Operationalization, Units of Analysis,
and Levels of Measurement
We have already introduced the concept of operationalization and talked
about the reliability and validity of the operationalized concepts, which
we call variables if the properties of those concepts varied when the measurement
rules are applied to them. The material in this section is really a continuation
of the last section. We will talk about exactly what kinds of things to which we
will apply the rules of operationalization (cases or units of analysis),
where we might find these cases (surveys, etc), and levels of measurement
(nominal, ordinal, interval, ratio, and dichotomous).
Cases--Units of Analysis and Population
This refers to the thing to which we apply the rules of measurement. In social science it is often a person, because social science studies people. However, it could be things other than people: cities, constitutions, groups, countries, laws, and so on. The text says it is the item for which we have data. Each thing that we perform measurements on is a unit of analysis. If you are not sure, just ask "what is the ______'s measurement," where measurement refers to what you are trying to measure, like party identification, or level of democracy, or freedom of the press, or whatever. Whatever you fill in the blank is the unit of analysis. So if we are trying to measure the candidate's party identification, the unit of analysis is each candidate. Another term that you will sometimes see in computer science or business is "record." It took me a while to figure this out, but the terms record, unit of analysis, and case all refer to the same thing--they are interchangeable--simply jargon from different fields.
All of the units to which the measurement could be applied (and later we will see that this is all the units to which the hypothesis applies) is called the population. It is the group of units in which we are ultimately interested. This term is not in the text, but it is an important term nevertheless.
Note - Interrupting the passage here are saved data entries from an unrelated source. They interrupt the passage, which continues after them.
//! Pre-flight validation: local checks that must pass before any request
//! reaches the server (spec §4.6 Create step 1).

use pbsctl_core::Value;
use pbsctl_error::{ErrorCode, PbsError};

/// Desired state for a datastore Create/Update, as handed down by the
/// embedding declarative framework. Exactly one of the three backend shapes
/// (directory, S3, NFS) must be populated.
#[derive(Debug, Clone, PartialEq, Eq)]
pub struct DatastoreDesired {
    /// Datastore name (also its id).
    pub name: String,
    /// Local chunk-store path. Required for directory and S3-cached
    /// datastores; ignored for NFS.
    pub path: Option<String>,
    /// NFS server hostname, if this is an NFS-backed datastore.
    pub server: Option<String>,
    /// NFS export path, if this is an NFS-backed datastore.
    pub export: Option<String>,
    /// Name of a configured s3-endpoint, if this is an S3-backed datastore.
    pub s3_client: Option<String>,
    /// Target bucket, if this is an S3-backed datastore.
    pub s3_bucket: Option<String>,
    /// `gc-schedule` scalar field.
    pub gc_schedule: Value<String>,
    /// `comment` scalar field.
    pub comment: Value<String>,
    /// The deprecated PBS 4.0 per-datastore `prune_schedule` field. Its mere
    /// presence is rejected — see DESIGN.md's Open Question decisions.
    pub prune_schedule: Option<String>,
    /// The deprecated `tune_level` scalar (0-2). Kept in sync with
    /// `tuning.sync-level` by [`pbsctl_mapping::sync_tune_level`] when the
    /// wire body is built.
    pub tune_level: Option<u8>,
}

/// The three backend shapes a datastore's desired model resolves to.
#[derive(Debug, Clone, Copy, PartialEq, Eq)]
pub enum DatastoreKind {
    /// Local directory / chunk store only.
    Directory,
    /// S3-compatible object storage backend.
    S3,
    /// NFS-mounted backing store.
    Nfs,
}

/// Validates a datastore Create/Update desired model, classifying its
/// backend kind and enforcing the required fields for that kind.
///
/// Rejects a present `prune_schedule` outright: PBS 4.0 moved scheduled
/// pruning to `/config/prune-job`, and the per-datastore field is a
/// deprecated compatibility shim this adapter does not support.
pub fn validate_datastore_create(desired: &DatastoreDesired) -> Result<DatastoreKind, PbsError> {
    if desired.prune_schedule.is_some() {
        return Err(PbsError::new(
            ErrorCode::ValidationRejectedField,
            "prune_schedule is not supported; use a prune-job resource instead",
        )
        .with_context("resource_kind", "datastore")
        .with_context("resource_id", desired.name.clone())
        .with_context("field", "prune_schedule"));
    }

    let is_s3 = desired.s3_client.is_some() || desired.s3_bucket.is_some();
    let is_nfs = desired.server.is_some() || desired.export.is_some();

    if is_s3 && is_nfs {
        return Err(PbsError::new(
            ErrorCode::ValidationMutuallyExclusive,
            "datastore cannot specify both an s3 backend and an nfs backend",
        )
        .with_context("resource_kind", "datastore")
        .with_context("resource_id", desired.name.clone()));
    }

    if is_s3 {
        require(desired.s3_client.as_deref(), "s3_client", &desired.name)?;
        require(desired.s3_bucket.as_deref(), "s3_bucket", &desired.name)?;
        require(desired.path.as_deref(), "path", &desired.name)?;
        return Ok(DatastoreKind::S3);
    }

    if is_nfs {
        require(desired.server.as_deref(), "server", &desired.name)?;
        require(desired.export.as_deref(), "export", &desired.name)?;
        return Ok(DatastoreKind::Nfs);
    }

    require(desired.path.as_deref(), "path", &desired.name)?;
    Ok(DatastoreKind::Directory)
}

fn require(field: Option<&str>, name: &'static str, resource_id: &str) -> Result<(), PbsError> {
    if field.is_some_and(|v| !v.is_empty()) {
        Ok(())
    } else {
        Err(PbsError::new(
            ErrorCode::ValidationMissingField,
            format!("{name} is required for this datastore backend"),
        )
        .with_context("resource_kind", "datastore")
        .with_context("resource_id", resource_id.to_string())
        .with_context("field", name))
    }
}
/// Errors loading, parsing, or validating configuration.
#[derive(Debug, Error)]
pub enum ConfigError {
    /// The given config file path does not exist.
    #[error("config file not found: {path}")]
    FileNotFound {
        /// The path that was looked up.
        path: String,
    },
    /// The config file's contents are not valid TOML, or don't match the
    /// expected shape.
    #[error("failed to parse config file: {reason}")]
    ParseError {
        /// The underlying parser error message.
        reason: String,
    },
    /// The endpoint string is not a valid URL.
    #[error("invalid endpoint url: {reason}")]
    InvalidEndpoint {
        /// The underlying URL parser error message.
        reason: String,
    },
    /// The merged configuration is missing required fields or combines
    /// fields that can't coexist.
    #[error("config validation failed: {}", reasons.join("; "))]
    ValidationError {
        /// One message per violated rule.
        reasons: Vec<String>,
    },
}

/// Non-fatal issues surfaced by [`validate_config`] alongside a config that
/// is otherwise usable.
#[derive(Debug, Clone, PartialEq, Eq)]
pub enum ConfigWarning {
    /// `insecure_tls` is set and no `tls_fingerprint` pin is configured, so
    /// the connection has no certificate trust anchor at all.
    InsecureTlsWithoutPin,
    /// Both a username/password pair and an API token are configured; the
    /// token takes precedence per [`PbsConfig::into_credentials`].
    BothAuthMethodsConfigured,
}

impl fmt::Display for ConfigWarning {
    fn fmt(&self, f: &mut fmt::Formatter<'_>) -> fmt::Result {
        match self {
            Self::InsecureTlsWithoutPin => write!(
                f,
                "TLS verification is disabled and no certificate fingerprint is pinned"
            ),
            Self::BothAuthMethodsConfigured => write!(
                f,
                "both password and API token auth are configured; the API token will be used"
            ),
        }
    }
}

/// Raw configuration shape, deserialized from an optional TOML file and
/// then overlaid with `PBS_*` environment variables. Every field is
/// optional at this layer; [`PbsConfig::into_credentials`] is where absence
/// becomes a hard error.
#[derive(Debug, Clone, Default, PartialEq, Eq, Deserialize, Serialize, JsonSchema)]
#[serde(default)]
pub struct PbsConfig {
    /// Base URL of the PBS API, e.g. `https://pbs.example.com:8007`.
    pub endpoint: Option<String>,
    /// Account name for username/password auth, without the `@realm` suffix.
    pub username: Option<String>,
    /// Password for username/password auth.
    pub password: Option<String>,
    /// PAM/PBS realm, e.g. `"pam"` or `"pbs"`.
    pub realm: Option<String>,
    /// Combined API token as PBS formats it on the wire: `token_id=secret`,
    /// e.g. `root@pam!ci=11111111-2222-3333-4444-555555555555`.
    pub api_token: Option<String>,
    /// Skip TLS certificate verification entirely.
    pub insecure_tls: bool,
    /// SHA-256 DER fingerprint of a single certificate to pin, bypassing
    /// normal CA verification.
    pub tls_fingerprint: Option<String>,
}

/// Parses a [`PbsConfig`] from TOML text.
pub fn parse_toml(content: &str) -> Result<PbsConfig, ConfigError> {
    toml::from_str(content).map_err(|e| ConfigError::ParseError { reason: e.to_string() })
}

/// Loads configuration from an optional file, then applies environment
/// overrides. `path = None` skips the file entirely and starts from
/// defaults, which is a supported mode: a purely environment-driven
/// deployment never needs a file on disk.
pub fn load_config(path: Option<&Path>) -> Result<PbsConfig, ConfigError> {
    let mut config = match path {
        Some(p) => {
            let content = std::fs::read_to_string(p).map_err(|_| ConfigError::FileNotFound {
                path: p.display().to_string(),
            })?;
            parse_toml(&content)?
        }
        None => PbsConfig::default(),
    };
    apply_env_overrides(&mut config);
    Ok(config)
}

/// Overlays `PBS_*` environment variables onto `config`, field by field.
/// A set environment variable always wins over the file value.
pub fn apply_env_overrides(config: &mut PbsConfig) {
    if let Ok(v) = std::env::var("PBS_ENDPOINT") {
        config.endpoint = Some(v);
    }
    if let Ok(v) = std::env::var("PBS_USERNAME") {
        config.username = Some(v);
    }
    if let Ok(v) = std::env::var("PBS_PASSWORD") {
        config.password = Some(v);
    }
    if let Ok(v) = std::env::var("PBS_REALM") {
        config.realm = Some(v);
    }
    if let Ok(v) = std::env::var("PBS_API_TOKEN") {
        config.api_token = Some(v);
    }
    if let Ok(v) = std::env::var("PBS_INSECURE_TLS") {
        config.insecure_tls = matches!(v.as_str(), "1" | "true" | "yes");
    }
    if let Ok(v) = std::env::var("PBS_TLS_FINGERPRINT") {
        config.tls_fingerprint = Some(v);
    }
}

/// Combines two layers of configuration: every `Some`/non-default field in
/// `overlay` wins over `base`, field by field. Useful for callers layering
/// e.g. a system-wide file under a project-local one without going through
/// the environment at all.
pub fn merge_configs(base: &PbsConfig, overlay: &PbsConfig) -> PbsConfig {
    PbsConfig {
        endpoint: overlay.endpoint.clone().or_else(|| base.endpoint.clone()),
        username: overlay.username.clone().or_else(|| base.username.clone()),
        password: overlay.password.clone().or_else(|| base.password.clone()),
        realm: overlay.realm.clone().or_else(|| base.realm.clone()),
        api_token: overlay.api_token.clone().or_else(|| base.api_token.clone()),
        insecure_tls: overlay.insecure_tls || base.insecure_tls,
        tls_fingerprint: overlay
            .tls_fingerprint
            .clone()
            .or_else(|| base.tls_fingerprint.clone()),
    }
}

/// Validates that `config` carries enough information to build
/// [`Credentials`], returning soft-issue warnings that don't block use.
pub fn validate_config(config: &PbsConfig) -> Result<Vec<ConfigWarning>, ConfigError> {
    let mut reasons = Vec::new();

    if config
        .endpoint
        .as_deref()
        .is_none_or(|s| s.trim().is_empty())
    {
        reasons.push("endpoint is required (set PBS_ENDPOINT or the config file's endpoint)".to_string());
    } else if let Some(endpoint) = config.endpoint.as_deref() {
        if Url::parse(endpoint).is_err() {
            reasons.push(format!("endpoint is not a valid URL: {endpoint}"));
        }
    }

    let has_user_pass = config.username.is_some() && config.password.is_some();
    let has_token = config.api_token.as_deref().is_some_and(|t| t.contains('='));

    if !has_user_pass && !has_token {
        reasons.push(
            "no usable auth method: set username+password+realm, or api_token as token_id=secret"
                .to_string(),
        );
    }
    if config.username.is_some() && config.password.is_none() {
        reasons.push("username is set but password is missing".to_string());
    }
    if config.password.is_some() && config.username.is_none() {
        reasons.push("password is set but username is missing".to_string());
    }
    if has_user_pass && config.realm.as_deref().is_none_or(str::is_empty) {
        reasons.push("realm is required alongside username/password".to_string());
    }
    if config.api_token.as_deref().is_some_and(|t| !t.contains('=')) {
        reasons.push("api_token must be formatted as token_id=secret".to_string());
    }

    if !reasons.is_empty() {
        return Err(ConfigError::ValidationError { reasons });
    }

    let mut warnings = Vec::new();
    if config.insecure_tls && config.tls_fingerprint.is_none() {
        warnings.push(ConfigWarning::InsecureTlsWithoutPin);
    }
    if has_user_pass && has_token {
        warnings.push(ConfigWarning::BothAuthMethodsConfigured);
    }
    Ok(warnings)
}
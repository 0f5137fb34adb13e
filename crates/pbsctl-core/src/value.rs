//! Three-valued field semantics.
//!
//! PBS's config wire format distinguishes "field not supplied" from "field
//! explicitly cleared" from "field set to X". Modeling this as
//! `Option<Option<T>>` works but reads poorly at every call site; [`Value`]
//! gives the three states names so mapping code can match exhaustively
//! instead of nesting `Option`s.

use serde::{Deserialize, Serialize};

/// A field that may be known (set to a value), explicitly null (present in
/// the desired model but cleared), or unknown (not mentioned at all).
///
/// Every mapping step between the declarative value-tree and PBS wire
/// structs must preserve this three-way distinction: collapsing `Null` and
/// `Unknown` together would make it impossible to compute a correct
/// [`crate::DeleteSet`].
#[derive(Debug, Clone, PartialEq, Eq, Serialize, Deserialize)]
#[serde(rename_all = "snake_case")]
pub enum Value<T> {
    /// The field is set to `T`.
    Known(T),
    /// The field was explicitly cleared (present with a null/empty value).
    Null,
    /// The field was not mentioned; its prior value, if any, is untouched.
    Unknown,
}

impl<T> Value<T> {
    /// True for [`Value::Known`].
    pub fn is_known(&self) -> bool {
        matches!(self, Value::Known(_))
    }

    /// True for [`Value::Null`].
    pub fn is_null(&self) -> bool {
        matches!(self, Value::Null)
    }

    /// True for [`Value::Unknown`].
    pub fn is_unknown(&self) -> bool {
        matches!(self, Value::Unknown)
    }

    /// Returns the inner value if [`Value::Known`], otherwise `None`.
    pub fn known(&self) -> Option<&T> {
        match self {
            Value::Known(v) => Some(v),
            _ => None,
        }
    }

    /// Consumes self, returning the inner value if [`Value::Known`].
    pub fn into_known(self) -> Option<T> {
        match self {
            Value::Known(v) => Some(v),
            _ => None,
        }
    }

    /// Maps the inner value of [`Value::Known`], leaving `Null`/`Unknown` as-is.
    pub fn map<U>(self, f: impl FnOnce(T) -> U) -> Value<U> {
        match self {
            Value::Known(v) => Value::Known(f(v)),
            Value::Null => Value::Null,
            Value::Unknown => Value::Unknown,
        }
    }
}

impl<T> Default for Value<T> {
    fn default() -> Self {
        Value::Unknown
    }
}

impl<T> From<Option<T>> for Value<T> {
    /// `Some(v)` becomes `Known(v)`, `None` becomes `Null` — use this only
    /// when the source already distinguishes "supplied" from "not
    /// mentioned" at an outer layer (e.g. after a map lookup has already
    /// resolved presence), not for decoding raw desired-model input where
    /// the three-way distinction must come from the outer `Option` too.
    fn from(opt: Option<T>) -> Self {
        match opt {
            Some(v) => Value::Known(v),
            None => Value::Null,
        }
    }
}

#[cfg(test)]
mod tests {
    use super::*;

    #[test]
    fn predicates() {
        let known = Value::Known(5);
        let null: Value<i32> = Value::Null;
        let unknown: Value<i32> = Value::Unknown;

        assert!(known.is_known() && !known.is_null() && !known.is_unknown());
        assert!(null.is_null() && !null.is_known() && !null.is_unknown());
        assert!(unknown.is_unknown() && !unknown.is_known() && !unknown.is_null());
    }

    #[test]
    fn known_accessor() {
        assert_eq!(Value::Known(5).known(), Some(&5));
        assert_eq!(Value::<i32>::Null.known(), None);
        assert_eq!(Value::<i32>::Unknown.known(), None);
    }

    #[test]
    fn into_known_consumes() {
        assert_eq!(Value::Known("x".to_string()).into_known(), Some("x".to_string()));
        assert_eq!(Value::<String>::Unknown.into_known(), None);
    }

    #[test]
    fn map_transforms_known_only() {
        assert_eq!(Value::Known(2).map(|v| v * 2), Value::Known(4));
        assert_eq!(Value::<i32>::Null.map(|v| v * 2), Value::Null);
        assert_eq!(Value::<i32>::Unknown.map(|v| v * 2), Value::Unknown);
    }

    #[test]
    fn default_is_unknown() {
        assert_eq!(Value::<i32>::default(), Value::Unknown);
    }

    #[test]
    fn serde_roundtrip_all_variants() {
        for v in [Value::Known(1), Value::Null, Value::Unknown] {
            let json = serde_json::to_string(&v).unwrap();
            let back: Value<i32> = serde_json::from_str(&json).unwrap();
            assert_eq!(v, back);
        }
    }
}
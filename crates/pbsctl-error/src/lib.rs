//! Unified error taxonomy with stable error codes for the PBS reconciliation core.
//!
//! Every error surfaced across the crate family carries an [`ErrorCode`] (a
//! machine-readable, stable string tag), a human-readable message, an
//! optional cause chain, and arbitrary key-value context. Use the builder
//! returned by [`PbsError::new`] to construct errors fluently.

#![deny(unsafe_code)]
#![warn(missing_docs)]

use serde::{Deserialize, Serialize};
use std::collections::BTreeMap;
use std::fmt;

// ---------------------------------------------------------------------------
// ErrorCategory
// ---------------------------------------------------------------------------

/// Broad family that an [`ErrorCode`] belongs to.
#[derive(Debug, Clone, Copy, PartialEq, Eq, Hash, Serialize, Deserialize)]
#[serde(rename_all = "snake_case")]
pub enum ErrorCategory {
    /// Network/TLS/malformed-response failures below the HTTP semantics layer.
    Transport,
    /// Authentication/authorization failures.
    Auth,
    /// Requested resource does not exist on the server.
    NotFound,
    /// Optimistic-concurrency digest mismatch.
    Conflict,
    /// Desired-state validation failed before a request was ever sent.
    Validation,
    /// An async task reported a non-OK terminal status.
    TaskFailed,
    /// An async task did not reach a terminal status before the deadline.
    TaskTimeout,
    /// A write was rejected due to a config-file lock held by another writer.
    LockContention,
    /// A known backend/provider quirk rejected an otherwise-valid request.
    ProviderQuirk,
    /// The operation was canceled via its `CancellationToken`.
    Canceled,
    /// Catch-all for unexpected internal errors.
    Internal,
}

impl fmt::Display for ErrorCategory {
    fn fmt(&self, f: &mut fmt::Formatter<'_>) -> fmt::Result {
        let s = match self {
            Self::Transport => "transport",
            Self::Auth => "auth",
            Self::NotFound => "not_found",
            Self::Conflict => "conflict",
            Self::Validation => "validation",
            Self::TaskFailed => "task_failed",
            Self::TaskTimeout => "task_timeout",
            Self::LockContention => "lock_contention",
            Self::ProviderQuirk => "provider_quirk",
            Self::Canceled => "canceled",
            Self::Internal => "internal",
        };
        f.write_str(s)
    }
}

// ---------------------------------------------------------------------------
// ErrorCode
// ---------------------------------------------------------------------------

/// Machine-readable, stable error code.
///
/// Each variant serialises to a `SCREAMING_SNAKE_CASE` string that is
/// guaranteed not to change across patch releases.
#[derive(Debug, Clone, Copy, PartialEq, Eq, Hash, Serialize, Deserialize)]
#[serde(rename_all = "SCREAMING_SNAKE_CASE")]
pub enum ErrorCode {
    // -- Transport --
    /// The request could not reach the server (DNS, connect, reset, timeout).
    TransportNetwork,
    /// TLS handshake or certificate verification failed.
    TransportTls,
    /// The server responded, but the body did not parse into the expected shape.
    TransportMalformedResponse,

    // -- Auth --
    /// Server rejected credentials (expired ticket, bad token).
    AuthUnauthorized,
    /// Server rejected the request as insufficiently privileged.
    AuthForbidden,

    // -- NotFound --
    /// The resource identified by id/kind does not exist on the server.
    NotFoundResource,

    // -- Conflict --
    /// The digest supplied on update/delete does not match the server's current digest.
    ConflictDigestMismatch,

    // -- Validation --
    /// A field required by the resource family's schema is absent from the desired model.
    ValidationMissingField,
    /// Two fields that are mutually exclusive were both set.
    ValidationMutuallyExclusive,
    /// A field was present but is rejected outright for this resource/version.
    ValidationRejectedField,

    // -- TaskFailed --
    /// The worker task referenced by a UPID finished with a non-OK exit status.
    TaskExitError,

    // -- TaskTimeout --
    /// The worker task did not reach a terminal state before the caller's deadline.
    TaskDeadlineExceeded,

    // -- LockContention --
    /// Retries against a config-file lock were exhausted without success.
    LockContentionRetryExhausted,

    // -- ProviderQuirk --
    /// Backblaze B2 rejected the create call due to its atime-check quirk.
    ProviderQuirkB2AtimeCheck,

    // -- Canceled --
    /// The operation's `CancellationToken` was canceled before completion.
    OperationCanceled,

    // -- Internal --
    /// Catch-all for unexpected internal errors.
    Internal,
}

impl ErrorCode {
    /// Returns the broad [`ErrorCategory`] this code belongs to.
    pub fn category(&self) -> ErrorCategory {
        match self {
            Self::TransportNetwork | Self::TransportTls | Self::TransportMalformedResponse => {
                ErrorCategory::Transport
            }

            Self::AuthUnauthorized | Self::AuthForbidden => ErrorCategory::Auth,

            Self::NotFoundResource => ErrorCategory::NotFound,

            Self::ConflictDigestMismatch => ErrorCategory::Conflict,

            Self::ValidationMissingField
            | Self::ValidationMutuallyExclusive
            | Self::ValidationRejectedField => ErrorCategory::Validation,

            Self::TaskExitError => ErrorCategory::TaskFailed,

            Self::TaskDeadlineExceeded => ErrorCategory::TaskTimeout,

            Self::LockContentionRetryExhausted => ErrorCategory::LockContention,

            Self::ProviderQuirkB2AtimeCheck => ErrorCategory::ProviderQuirk,

            Self::OperationCanceled => ErrorCategory::Canceled,

            Self::Internal => ErrorCategory::Internal,
        }
    }

    /// Stable `&'static str` representation of the code (e.g.
    /// `"TRANSPORT_NETWORK"`).
    pub fn as_str(&self) -> &'static str {
        match self {
            Self::TransportNetwork => "TRANSPORT_NETWORK",
            Self::TransportTls => "TRANSPORT_TLS",
            Self::TransportMalformedResponse => "TRANSPORT_MALFORMED_RESPONSE",
            Self::AuthUnauthorized => "AUTH_UNAUTHORIZED",
            Self::AuthForbidden => "AUTH_FORBIDDEN",
            Self::NotFoundResource => "NOT_FOUND_RESOURCE",
            Self::ConflictDigestMismatch => "CONFLICT_DIGEST_MISMATCH",
            Self::ValidationMissingField => "VALIDATION_MISSING_FIELD",
            Self::ValidationMutuallyExclusive => "VALIDATION_MUTUALLY_EXCLUSIVE",
            Self::ValidationRejectedField => "VALIDATION_REJECTED_FIELD",
            Self::TaskExitError => "TASK_EXIT_ERROR",
            Self::TaskDeadlineExceeded => "TASK_DEADLINE_EXCEEDED",
            Self::LockContentionRetryExhausted => "LOCK_CONTENTION_RETRY_EXHAUSTED",
            Self::ProviderQuirkB2AtimeCheck => "PROVIDER_QUIRK_B2_ATIME_CHECK",
            Self::OperationCanceled => "OPERATION_CANCELED",
            Self::Internal => "INTERNAL",
        }
    }
}

impl fmt::Display for ErrorCode {
    fn fmt(&self, f: &mut fmt::Formatter<'_>) -> fmt::Result {
        f.write_str(self.as_str())
    }
}

// ---------------------------------------------------------------------------
// PbsError
// ---------------------------------------------------------------------------

/// Unified reconciliation-core error.
///
/// Carries a stable [`ErrorCode`], a human-readable message, an optional
/// source error for cause-chaining, and arbitrary structured context. Every
/// error surfaced by a resource client or the reconciler populates
/// `resource_kind`/`resource_id`/`path` (and `upid` for task errors) in the
/// context map.
///
/// # Builder usage
///
/// ```
/// use pbsctl_error::{PbsError, ErrorCode};
///
/// let err = PbsError::new(ErrorCode::ConflictDigestMismatch, "digest changed since read")
///     .with_context("resource_kind", "datastore")
///     .with_context("resource_id", "backups");
/// ```
pub struct PbsError {
    /// Machine-readable error code.
    pub code: ErrorCode,
    /// Human-readable description.
    pub message: String,
    /// Optional underlying cause.
    pub source: Option<Box<dyn std::error::Error + Send + Sync>>,
    /// Arbitrary structured context for diagnostics.
    pub context: BTreeMap<String, serde_json::Value>,
}

impl PbsError {
    /// Create a new error with the given code and message.
    pub fn new(code: ErrorCode, message: impl Into<String>) -> Self {
        Self {
            code,
            message: message.into(),
            source: None,
            context: BTreeMap::new(),
        }
    }

    /// Attach a key-value pair to the diagnostic context.
    ///
    /// The value is converted via [`serde_json::to_value`]; if serialisation
    /// fails, the entry is silently skipped.
    pub fn with_context(mut self, key: impl Into<String>, value: impl Serialize) -> Self {
        if let Ok(v) = serde_json::to_value(value) {
            self.context.insert(key.into(), v);
        }
        self
    }

    /// Attach an underlying cause.
    pub fn with_source(mut self, source: impl std::error::Error + Send + Sync + 'static) -> Self {
        self.source = Some(Box::new(source));
        self
    }

    /// Shorthand for `self.code.category()`.
    pub fn category(&self) -> ErrorCategory {
        self.code.category()
    }

    /// True if this error's category is [`ErrorCategory::LockContention`].
    pub fn is_lock_contention(&self) -> bool {
        self.category() == ErrorCategory::LockContention
    }
}

impl Clone for PbsError {
    /// Clones code/message/context; the boxed `source` is not `Clone` and is
    /// intentionally dropped (callers needing the cause chain should not
    /// clone — this exists for test scripting, e.g. `MockTransport`).
    fn clone(&self) -> Self {
        Self {
            code: self.code,
            message: self.message.clone(),
            source: None,
            context: self.context.clone(),
        }
    }
}

impl fmt::Debug for PbsError {
    fn fmt(&self, f: &mut fmt::Formatter<'_>) -> fmt::Result {
        let mut d = f.debug_struct("PbsError");
        d.field("code", &self.code);
        d.field("message", &self.message);
        if let Some(ref src) = self.source {
            d.field("source", &src.to_string());
        }
        if !self.context.is_empty() {
            d.field("context", &self.context);
        }
        d.finish()
    }
}

impl fmt::Display for PbsError {
    fn fmt(&self, f: &mut fmt::Formatter<'_>) -> fmt::Result {
        write!(f, "[{}] {}", self.code.as_str(), self.message)?;
        if !self.context.is_empty() {
            // Deterministic output thanks to BTreeMap.
            if let Ok(ctx) = serde_json::to_string(&self.context) {
                write!(f, " {ctx}")?;
            }
        }
        Ok(())
    }
}

impl std::error::Error for PbsError {
    fn source(&self) -> Option<&(dyn std::error::Error + 'static)> {
        self.source
            .as_ref()
            .map(|e| e.as_ref() as &(dyn std::error::Error + 'static))
    }
}

// ---------------------------------------------------------------------------
// Serialization support
// ---------------------------------------------------------------------------

/// Serialisable snapshot of a [`PbsError`] (without the opaque source).
#[derive(Debug, Clone, Serialize, Deserialize, PartialEq)]
pub struct PbsErrorDto {
    /// Error code.
    pub code: ErrorCode,
    /// Human-readable message.
    pub message: String,
    /// Structured context.
    pub context: BTreeMap<String, serde_json::Value>,
    /// String representation of the source error, if any.
    #[serde(skip_serializing_if = "Option::is_none")]
    pub source_message: Option<String>,
}

impl From<&PbsError> for PbsErrorDto {
    fn from(err: &PbsError) -> Self {
        Self {
            code: err.code,
            message: err.message.clone(),
            context: err.context.clone(),
            source_message: err.source.as_ref().map(|s| s.to_string()),
        }
    }
}

impl From<PbsErrorDto> for PbsError {
    fn from(dto: PbsErrorDto) -> Self {
        Self {
            code: dto.code,
            message: dto.message,
            source: None,
            context: dto.context,
        }
    }
}

// ---------------------------------------------------------------------------
// Tests
// ---------------------------------------------------------------------------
The text also talks about individual and aggregate data.
The text does a pretty good job here, so I will add little. You should
realize that all data are ultimately individual. This is because things
like literacy rates, average income, unemployment, of even percentage in
one party or another are ultimately caused by individuals. In effect, aggregate
data are often collective data for groups of individuals, like the percentage of
Baptists in each county in the state. This can get
a bit confusing at times, but just think of what is measured and how it
is put together and you should be ok.
Sources for Data
Again, the text does a pretty good job here, so I will add little. If you use data that someone else collected, as we do in using the data sets provided by MicroCase, it is called secondary data. If you collect the data yourself, it is called primary data. In using secondary data, you can not always get the measurements of all the variables in which you are interested, so sometimes you have to make substitutions. They may not be as valid as we would like--like substituting education for income, things that you know should be at least moderately associated with each other. Whether you use surveys, experiments, direct observation, content analysis, or data from public records or other archives depends on the problem you are interested in studying. As a rule, you should use data that are closest to the units of analysis in your problem. So if you are interested in citizen knowledge and participation, your data should come from surveys of citizens. However, you could also compare groups of citizens using aggregate data to see if things like educational spending in a state is associated with higher rates of voting in that state.
Levels of Measurement
Here the text introduces four levels of measurement: Nominal, ordinal, interval, and ratio. I have no complaints in the description of these levels, except that it left one out. So let me briefly review them and add one more, a kind of special case. Remember the major point here--the level of measurement is important because it dictates the kind of statistical analysis that we can do. So if you have a choice, higher is better. Let's start with the lowest and proceed to the highest and then go to the special case.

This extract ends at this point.